Berdasarkan Undang-Undang Nomor 31 Tahun 2004 yang kemudian diratifikasi menjadi Undang-Undang Nomor 45 Tahun 2009, tentang Perikanan, dikenal beberapa jenis delik perikanan, diatur dalam pasal 86 sampai pasal 101. adapun delik perikanan ini terbagi atas, delik pencemaran, pengrusakan sumberdaya ikan serta penangkapan ikan dengan menggunakan bahan peledak, delik pengelolaan sumber daya ikan dan delik usaha perikanan tanpa izin. Dalam tulisan ini penulis akan mengkaji delik pencemaran, pengerusakan sumberdaya ikan serta penangkapan ikan dengan menggunakan bahan terlarang.Ketentuan mengenai delik ini diatur dalam pasal 84 sampai pasal 87. Pada pasal 84 ayat (1) rumusannya sebagai berikut:“Setiap orang yang dengan sengaja di wilayah pengelolaan perikanan Republik Indonesia melakukan penangkapan ikan dan/atau pembudidayaan ikan dengan menggunakan bahan kimia, bahan biologis, bahan peledak, alat/dan atau cara, dan/atau bangunan yang dapat merugikan dan/atau membahayakan kelestarian sumberdaya ikan dan/atau lingkungannya sebagaimana di maksud dalam Pasal 8 ayat (1), dipidana dengan pidana penjara paling lama 6 (enam) tahun dan denda paling banyak Rp. 1.200.000.000,00 (satu miliar dua ratus juta rupiah)”.

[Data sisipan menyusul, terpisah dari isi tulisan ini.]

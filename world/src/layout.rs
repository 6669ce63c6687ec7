//! Floor-derived room geometry.
//!
//! The explicit floor set is the single source of truth. Walls, the doorway
//! position and the spawn point are re-derived from it after every mutation.

use std::collections::BTreeSet;

use isoroom_core::{Cell, Doorway, Furniture, WallEdge, WallSegment};

use crate::config::WorldConfig;

/// Geometry and furnishing of a single room.
#[derive(Clone, Debug, PartialEq, Eq)]
pub struct RoomLayout {
    width: u32,
    height: u32,
    floor: BTreeSet<Cell>,
    walls: Vec<WallSegment>,
    doorway: Option<Doorway>,
    spawn_point: Option<Cell>,
    furniture: Vec<Furniture>,
}

impl RoomLayout {
    /// Creates a fully floored room with a centred north-east doorway.
    #[must_use]
    pub fn new(config: &WorldConfig, width: u32, height: u32) -> Self {
        let width = config.clamp_dimension(width);
        let height = config.clamp_dimension(height);
        let mut layout = Self {
            width,
            height,
            floor: full_rectangle(width, height),
            walls: Vec::new(),
            doorway: None,
            spawn_point: None,
            furniture: Vec::new(),
        };

        let doorway = normalize_doorway(
            Doorway::new(Cell::new((width / 2) as i32, -1), WallEdge::NorthEast),
            width,
            height,
        );
        layout.doorway = Some(doorway);
        layout.reclamp_doorway();
        layout.spawn_point = Some(layout.clamp_cell(spawn_for_doorway(
            layout.doorway,
            width,
            height,
        )));
        layout.rebuild_walls();
        layout
    }

    /// Number of columns in the room rectangle.
    #[must_use]
    pub const fn width(&self) -> u32 {
        self.width
    }

    /// Number of rows in the room rectangle.
    #[must_use]
    pub const fn height(&self) -> u32 {
        self.height
    }

    /// Cells carrying a floor tile, in ascending order.
    #[must_use]
    pub fn floor(&self) -> &BTreeSet<Cell> {
        &self.floor
    }

    /// Reports whether the cell carries a floor tile.
    #[must_use]
    pub fn is_floor(&self, cell: Cell) -> bool {
        self.floor.contains(&cell)
    }

    /// Reports whether the cell lies inside the room rectangle.
    #[must_use]
    pub fn contains(&self, cell: Cell) -> bool {
        cell.is_within(self.width, self.height)
    }

    /// Wall segments derived from the floor boundary.
    #[must_use]
    pub fn walls(&self) -> &[WallSegment] {
        &self.walls
    }

    /// Reports whether any wall segment sits on the cell.
    #[must_use]
    pub fn is_wall(&self, cell: Cell) -> bool {
        self.walls.iter().any(|segment| segment.cell == cell)
    }

    /// Opening cut into the wall, if one survives the current floor plan.
    #[must_use]
    pub const fn doorway(&self) -> Option<Doorway> {
        self.doorway
    }

    /// Cell new avatars appear on.
    #[must_use]
    pub const fn spawn_point(&self) -> Option<Cell> {
        self.spawn_point
    }

    /// Furniture placed in the room.
    #[must_use]
    pub fn furniture(&self) -> &[Furniture] {
        &self.furniture
    }

    /// Returns the furniture item whose footprint covers the cell.
    #[must_use]
    pub fn furniture_at(&self, cell: Cell) -> Option<&Furniture> {
        self.furniture
            .iter()
            .find(|item| item.region().contains(cell))
    }

    /// Cells that floor edits must never remove.
    ///
    /// Covers furniture footprints, the in-bounds cells of `agent_cells` and the
    /// spawn point.
    #[must_use]
    pub fn protected_cells(&self, agent_cells: &[Cell]) -> BTreeSet<Cell> {
        let mut protected: BTreeSet<Cell> = self
            .furniture
            .iter()
            .flat_map(|item| item.region().cells())
            .collect();
        protected.extend(agent_cells.iter().copied().filter(|cell| self.contains(*cell)));
        protected.extend(self.spawn_point);
        protected
    }

    /// Flips floor presence on an unprotected in-bounds cell.
    ///
    /// Returns the new presence when the floor changed.
    pub fn toggle_floor_tile(&mut self, cell: Cell, agent_cells: &[Cell]) -> Option<bool> {
        if !self.contains(cell) || self.protected_cells(agent_cells).contains(&cell) {
            return None;
        }

        let present = if self.floor.remove(&cell) {
            false
        } else {
            let _ = self.floor.insert(cell);
            true
        };
        self.reclamp_doorway();
        self.rebuild_walls();
        Some(present)
    }

    /// Covers the whole rectangle with floor.
    pub fn fill_floor(&mut self) {
        self.floor = full_rectangle(self.width, self.height);
        self.reclamp_doorway();
        self.rebuild_walls();
    }

    /// Removes every floor tile that is not protected.
    pub fn clear_floor(&mut self, agent_cells: &[Cell]) {
        self.floor = self.protected_cells(agent_cells);
        self.reclamp_doorway();
        self.rebuild_walls();
    }

    /// Resizes the room and re-derives doorway, spawn point and walls.
    ///
    /// Growing exposes new floor tiles; shrinking drops floor and furniture that
    /// no longer fit. Absent requests keep the current doorway and spawn point.
    pub fn update_layout(
        &mut self,
        config: &WorldConfig,
        width: u32,
        height: u32,
        doorway: Option<Doorway>,
        spawn_point: Option<Cell>,
    ) {
        let width = config.clamp_dimension(width);
        let height = config.clamp_dimension(height);
        let (old_width, old_height) = (self.width, self.height);
        self.width = width;
        self.height = height;

        self.floor.retain(|cell| cell.is_within(width, height));
        if width > old_width || height > old_height {
            let exposed = full_rectangle(width, height)
                .into_iter()
                .filter(|cell| !cell.is_within(old_width, old_height));
            self.floor.extend(exposed);
        }

        self.settle(
            doorway.or(self.doorway),
            spawn_point.or(self.spawn_point),
            true,
        );
    }

    /// Replaces the floor plan with externally authored cells.
    ///
    /// Unlike [`RoomLayout::update_layout`], the doorway's inside cell is not
    /// forced to floor, so holes under a slid doorway survive.
    pub fn import(
        &mut self,
        config: &WorldConfig,
        width: u32,
        height: u32,
        floor: impl IntoIterator<Item = Cell>,
        doorway: Option<Doorway>,
        spawn_point: Option<Cell>,
    ) {
        self.width = config.clamp_dimension(width);
        self.height = config.clamp_dimension(height);
        let (width, height) = (self.width, self.height);
        self.floor = floor
            .into_iter()
            .filter(|cell| cell.is_within(width, height))
            .collect();

        self.settle(doorway, spawn_point, false);
    }

    pub(crate) fn push_furniture(&mut self, furniture: Furniture) {
        self.furniture.push(furniture);
    }

    fn settle(
        &mut self,
        doorway: Option<Doorway>,
        spawn_point: Option<Cell>,
        open_doorway: bool,
    ) {
        let (width, height) = (self.width, self.height);
        self.furniture
            .retain(|item| item.region().is_within(width, height));

        self.doorway = doorway.map(|doorway| normalize_doorway(doorway, width, height));
        if let Some(doorway) = self.doorway.filter(|_| open_doorway) {
            let _ = self.floor.insert(doorway.inner_cell());
        }

        let spawn = spawn_point.unwrap_or_else(|| spawn_for_doorway(self.doorway, width, height));
        let spawn = self.clamp_cell(spawn);
        self.spawn_point = Some(spawn);
        let _ = self.floor.insert(spawn);

        let footprints: Vec<Cell> = self
            .furniture
            .iter()
            .flat_map(|item| item.region().cells())
            .collect();
        self.floor.extend(footprints);

        self.reclamp_doorway();
        self.rebuild_walls();
    }

    /// Slides the doorway along its edge so that it touches the first floor tile
    /// of its column (north-east) or row (north-west).
    fn reclamp_doorway(&mut self) {
        let Some(doorway) = self.doorway else {
            return;
        };
        let anchor = doorway.cell;
        self.doorway = match doorway.edge {
            WallEdge::NorthEast => self
                .floor
                .iter()
                .filter(|cell| cell.x() == anchor.x())
                .map(|cell| cell.y())
                .min()
                .map(|y| Doorway::new(Cell::new(anchor.x(), y - 1), WallEdge::NorthEast)),
            WallEdge::NorthWest => self
                .floor
                .iter()
                .filter(|cell| cell.y() == anchor.y())
                .map(|cell| cell.x())
                .min()
                .map(|x| Doorway::new(Cell::new(x - 1, anchor.y()), WallEdge::NorthWest)),
        };
    }

    fn rebuild_walls(&mut self) {
        let mut walls = Vec::new();
        for cell in &self.floor {
            let candidates = [
                WallSegment::new(cell.offset(0, -1), WallEdge::NorthEast),
                WallSegment::new(cell.offset(-1, 0), WallEdge::NorthWest),
            ];
            for segment in candidates {
                if self.floor.contains(&segment.cell) {
                    continue;
                }
                if self.doorway.is_some_and(|doorway| doorway.opens(&segment)) {
                    continue;
                }
                walls.push(segment);
            }
        }
        self.walls = walls;
    }

    fn clamp_cell(&self, cell: Cell) -> Cell {
        Cell::new(
            cell.x().clamp(0, self.width as i32 - 1),
            cell.y().clamp(0, self.height as i32 - 1),
        )
    }
}

fn full_rectangle(width: u32, height: u32) -> BTreeSet<Cell> {
    (0..width as i32)
        .flat_map(|x| (0..height as i32).map(move |y| Cell::new(x, y)))
        .collect()
}

/// Pins a doorway to the outer edge it belongs to.
fn normalize_doorway(doorway: Doorway, width: u32, height: u32) -> Doorway {
    match doorway.edge {
        WallEdge::NorthEast => Doorway::new(
            Cell::new(doorway.cell.x().clamp(0, width as i32 - 1), -1),
            WallEdge::NorthEast,
        ),
        WallEdge::NorthWest => Doorway::new(
            Cell::new(-1, doorway.cell.y().clamp(0, height as i32 - 1)),
            WallEdge::NorthWest,
        ),
    }
}

fn spawn_for_doorway(doorway: Option<Doorway>, width: u32, height: u32) -> Cell {
    match doorway {
        Some(Doorway {
            cell,
            edge: WallEdge::NorthEast,
        }) => Cell::new(cell.x(), 0),
        Some(Doorway {
            cell,
            edge: WallEdge::NorthWest,
        }) => Cell::new(0, cell.y()),
        None => Cell::new((width / 2) as i32, (height / 2) as i32),
    }
}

Ketentuan Pasal 8 ayat (1) undang-undang perikanan yang dimaksudkan adalah larangan bagi setiap orang atau badan hukum untuk melakukan kegiatan penangkapan dan pembudidayaan ikan dengan menggunakan bahan kimia dan sejenisnya yang dapat membahayakan kelestarian sumberdaya ikan dan lingkungannya. Karena dengan menggunakan bahan kimia dan sejenisnya tidak saja mematikan ikan secara langsung, tetapi dapat pula membahayakan kesehatan manusia dan merugikan nelayan serta pembudi daya ikan. Apabila terjadi kerusakan sebagai akibat penggunaan bahan dan alat yang dimaksud, pengembalian keadaan semula akan membutuhkan waktu yang lama, bahkan mungkin mengakibatkan kepunahan.
Namun dalam kenyataannya masih saja terabaikan, dimana masyarakatnya tidak menjaga atau memelihara ekosistem sungai yang menjadi sumber pangan, padahal terlihat jelas bahwa banyak terjadi praktek pengrusakan lingkungan di sungai-sungai yaitu dengan cara mencari ikan dengan menggunakan bahan kimia dan sejenisnya. Padahal hal tersebut sudah diatur dalam pasal 8 ayat (1) UUNomor 45 Tahun 2009. Namun mereka para masyarakat tidak begitu tahu akan peraturan tersebut dan kurangnya kesadaran akan hukum, serta tidak ada rasa kecintaan terhadap kelestarian ekosistem sungai. Karena yang mereka tahu bagi para masyarakat hanya untuk mendapatkan ikan saja, namun tidak ada usaha untuk menjaga atau melestarikan ekosistem sungai.
Kemudian dalam pasal 66 dan pasal 67 UU Nomor 45 Tahun 2009 tentang pengawasan perikanan yang dilakukan oleh badan pengawas perikanan yang terdiri dari pegawai negeri sipil perikanan, dan nonpenyidik pegawai negeri sipil perikanan, serta masyarakat dapat diikutsertakan dalam pengawasan perikanan, namun kesemua dari mereka tidak berperan aktif dalam menjaga endemik sungai. Penulis menyadari permasalahan krusial ini telah berkembang pesat di lingkungan kita, faktor-faktor penyebab terjadinya pelanggaran tersebut dikarenakan, faktor pendidikan dan ekonomi,tidak ada ketegasan dalam penegakan hukum, kurang pedulinya atau kesadaran masyarakat terhadap pemeliharaan ekosistem sungai di lingkungan mereka.
Berangkat dari permasalahan tersebut, seharusnya masyarakat sadar akan pentingnya pemeliharaan ekosistem sungai. Selain itu pula penegak hukum harus lebih tegas dalam mengawasi perilaku masyarakat bila ada yang melakukan penangkapan ikan dengan cara atau bahan yang terlarang. Karena jika tidak ada tindak lanjut dari berbagai pihak mengenai pemeliharaan ekosistem sungai, dapat dipastikan beberapa tahun kedepan kepunahan spesies ikan endemik tersebut tidak dapat terhindari.